InFocus


A horse new to you, is a new horse!

Chief --  Thu, 19-Oct-2017


 

I had small children and a need to get the hell out of the house.  By some uncanny coincidence a phone call came from out of the blue just as I'd come to the realisation that for my sanity I needed to get back into riding, and it all happened virtually overnight.  The master of our hunt, that I hadn't ridden in for a hundred years, needed a rider for his second horse.  Chancery, a little nondescript bay, 3/4 TB, hogged mane and only young, was delivered to my parents farm.  She arrived with all of her tack and a stern warning not to let kids anywhere near her paddock.  She 'chases them, you see, with her ears flat back and her teeth bared, and she's not welcome at ours because of this'.
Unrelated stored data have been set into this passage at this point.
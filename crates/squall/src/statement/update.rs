use super::{push_mutation_clause, render_guarded};
use crate::condition::{Clause, ClauseSet};
use crate::dialect::Dialect;
use crate::error::{SqlError, SqlResult};
use crate::fields::Fields;
use crate::render::{SqlRender, display_via_render};
use crate::table::Table;
use crate::value::Value;

/// `UPDATE <table> SET <f1> = <v1>, ... [WHERE ...]`
#[derive(Debug, Clone, PartialEq)]
pub struct Update {
    table: Table,
    fields: Fields,
    values: Vec<Value>,
    clauses: ClauseSet,
}

impl Update {
    /// Fields and values pair up by position.
    ///
    /// Fails with [`SqlError::InvalidValue`] on a count mismatch or a tuple
    /// value, and with [`SqlError::InvalidFieldFormat`] on `*`.
    pub fn new<I, V>(table: impl Into<Table>, fields: Fields, values: I) -> SqlResult<Self>
    where
        I: IntoIterator<Item = V>,
        V: Into<Value>,
    {
        if fields.is_wildcard() {
            return Err(SqlError::invalid_field_format("UPDATE cannot SET '*'"));
        }
        let values: Vec<Value> = values.into_iter().map(Into::into).collect();
        if values.is_empty() || fields.len() != values.len() {
            return Err(SqlError::invalid_value(format!(
                "UPDATE has {} fields but {} values",
                fields.len(),
                values.len()
            )));
        }
        if values.iter().any(|v| !v.is_scalar()) {
            return Err(SqlError::invalid_value("UPDATE values must be scalars"));
        }
        Ok(Self {
            table: table.into(),
            fields,
            values,
            clauses: ClauseSet::default(),
        })
    }

    pub fn condition(mut self, clause: impl Into<Clause>) -> SqlResult<Self> {
        push_mutation_clause(&mut self.clauses, clause.into())?;
        Ok(self)
    }

    pub fn table(&self) -> &Table {
        &self.table
    }
}

impl SqlRender for Update {
    fn render_with(&self, dialect: &dyn Dialect) -> String {
        let assignments = self
            .fields
            .names()
            .iter()
            .zip(&self.values)
            .map(|(field, value)| format!("{field} = {}", value.render_with(dialect)))
            .collect::<Vec<_>>()
            .join(", ");
        let head = format!("UPDATE {} SET {assignments}", self.table.name());
        render_guarded(&head, &self.clauses, dialect)
    }
}

display_via_render!(Update);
I made the daily thirty minute drive from the city to the farm to ride along the quiet country roads of my childhood and through Totara Park.  My mother babysat my two small children that I would never allow near Chancery.  That was the plan.  But on one occasion, after a fabulous ride through the park, the sun shining from a clear blue sky, I drank iced tea in the garden with my mother.  My 2 y/o daughter was still asleep my mother said.  But in fact she had climbed out of her cot, dragged a child's chair to the post and rail fence, climbed between the rails and she was wrapped around Chancery's near front leg chortling to her.  Chancery was snuffling gently through my tiny daughter's hair.  My first significant 'Chancery' lesson proved invaluable.

While I would never ever ignore or take lightly a previous owner's advice or experience with a horse, I did learn then that I should take horses as I find them rather than allow them to wear a bad reputation forever.  This is also how I treat people.